By the way my tank is 130 x 50 x 50 cm!


----------



## foxfish (19 Nov 2011)

*Re: Any experience with giesemann megachrome tropic 150W (HQ*

Very powerful lighting you have there!
Do you intend to hang them up pretty high?
Nice big tank too, you must have a huge gas bottle?


----------



## Alastair (19 Nov 2011)

*Re: Any experience with giesemann megachrome tropic 150W (HQ*

I have no experience of that particular bulb, but use 2 5200 kelvin halides and plant growth is great.


----------



## Park (20 Nov 2011)

*Re: Any experience with giesemann megachrome tropic 150W (HQ*



			
				foxfish said:
			
		

> Very powerful lighting you have there!
> Do you intend to hang them up pretty high?
> Nice big tank too, you must have a huge gas bottle?
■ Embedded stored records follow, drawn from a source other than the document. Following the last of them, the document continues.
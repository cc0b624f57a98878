//! Health endpoints: liveness and readiness probes for orchestrators.

use std::sync::atomic::{AtomicBool, Ordering};

use actix_web::{get, http::header, web, HttpResponse};

/// Shared health state for readiness and liveness checks.
pub struct HealthState {
    ready: AtomicBool,
    live: AtomicBool,
}

impl Default for HealthState {
    fn default() -> Self {
        Self {
            ready: AtomicBool::new(false),
            live: AtomicBool::new(true),
        }
    }
}

impl HealthState {
    /// Create a new health state starting as not ready but live.
    pub fn new() -> Self {
        Self::default()
    }

    /// Mark the service as ready once adapters are wired.
    pub fn mark_ready(&self) {
        self.ready.store(true, Ordering::Release);
    }

    /// Flag the service as unhealthy so liveness checks fail during shutdown.
    pub fn mark_unhealthy(&self) {
        self.live.store(false, Ordering::Release);
    }

    /// Return readiness state.
    pub fn is_ready(&self) -> bool {
        self.ready.load(Ordering::Acquire)
    }

    /// Return liveness state.
    pub fn is_alive(&self) -> bool {
        self.live.load(Ordering::Acquire)
    }

    fn probe_response(probe_ok: bool) -> HttpResponse {
        let mut response = if probe_ok {
            HttpResponse::Ok()
        } else {
            HttpResponse::ServiceUnavailable()
        };

        response
            .insert_header((header::CACHE_CONTROL, "no-store"))
            .finish()
    }
}

/// Readiness probe: 200 once adapters are initialised, 503 before.
#[utoipa::path(
    get,
    path = "/healthz/ready",
    tags = ["health"],
    security([]),
    responses(
        (status = 200, description = "Server is ready to handle traffic"),
        (status = 503, description = "Server is not ready")
    )
)]
#[get("/healthz/ready")]
pub async fn ready(state: web::Data<HealthState>) -> HttpResponse {
    HealthState::probe_response(state.is_ready())
}

/// Liveness probe: 200 while the process is alive, 503 once draining.
#[utoipa::path(
    get,
    path = "/healthz/live",
    tags = ["health"],
    security([]),
    responses(
        (status = 200, description = "Server is alive"),
        (status = 503, description = "Server is shutting down")
    )
)]
#[get("/healthz/live")]
pub async fn live(state: web::Data<HealthState>) -> HttpResponse {
    HealthState::probe_response(state.is_alive())
}

#[cfg(test)]
mod tests {
    use super::*;
    use actix_web::http::StatusCode;
    use actix_web::{test, App};

    #[actix_web::test]
    async fn readiness_flips_after_mark_ready() {
        let state = web::Data::new(HealthState::new());
        let app =
            test::init_service(App::new().app_data(state.clone()).service(ready).service(live))
                .await;

        let res = test::call_service(
            &app,
            test::TestRequest::get().uri("/healthz/ready").to_request(),
        )
        .await;
        assert_eq!(res.status(), StatusCode::SERVICE_UNAVAILABLE);

        state.mark_ready();
        let res = test::call_service(
            &app,
            test::TestRequest::get().uri("/healthz/ready").to_request(),
        )
        .await;
        assert_eq!(res.status(), StatusCode::OK);
    }

    #[actix_web::test]
    async fn liveness_fails_once_unhealthy() {
        let state = web::Data::new(HealthState::new());
        let app = test::init_service(App::new().app_data(state.clone()).service(live)).await;

        let res = test::call_service(
            &app,
            test::TestRequest::get().uri("/healthz/live").to_request(),
        )
        .await;
        assert_eq!(res.status(), StatusCode::OK);

        state.mark_unhealthy();
        let res = test::call_service(
            &app,
            test::TestRequest::get().uri("/healthz/live").to_request(),
        )
        .await;
        assert_eq!(res.status(), StatusCode::SERVICE_UNAVAILABLE);
    }
}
I actually used the wires from my old ATI Powermodule 6 x 54W and therefore the lamp i about 30 - 40 cm above the water!

I've a 2 kg. CO2 bottle!


----------



## Park (20 Nov 2011)

*Re: Any experience with giesemann megachrome tropic 150W (HQ*



			
				Alastair said:
			
		

> I have no experience of that particular bulb, but use 2 5200 kelvin halides and plant growth is great.



Thanks, do you have a name og link to the bulb?


----------



## Alastair (20 Nov 2011)

*Re: Any experience with giesemann megachrome tropic 150W (HQ*

Yeah if it's ok to pop it ups it's this bulb I use 


http://www.lampspecs.co.uk/Light-Bulbs- ... W-Sylvania


----------



## Park (23 Nov 2011)

*Re: Any experience with giesemann megachrome tropic 150W (HQ*

Of course more inputs and experience wanted


----------



## Park (23 Nov 2011)

*Re: Any experience with giesemann megachrome tropic 150W (HQ*



			
				Alastair said:
			
		

> Yeah if it's ok to pop it ups it's this bulb I use
> 
> 
> http://www.lampspecs.co.uk/Light-Bulbs- ... W-Sylvania



How long is the lifespan in light hours usually?


----------



## Alastair (23 Nov 2011)

*Re: Any experience with giesemann megachrome tropic 150W (HQ*

Ive only been using them 3 months so far so couldn't say mate. On the box it says 6000 hours so for me that's a 1000 days worth of light ha ha. Although I do have a spare set just incase


----------



## Park (25 Nov 2011)

*Re: Any experience with giesemann megachrome tropic 150W (HQ*

You only have the light on for 6 hours? Or do you have T5 on before and after the 6 hours HQI?


----------



## Alastair (25 Nov 2011)

*Re: Any experience with giesemann megachrome tropic 150W (HQ*

Yes t5 come on an hour before and an hour after. I've gradually been extending the halide period. It was originally on for 4


----------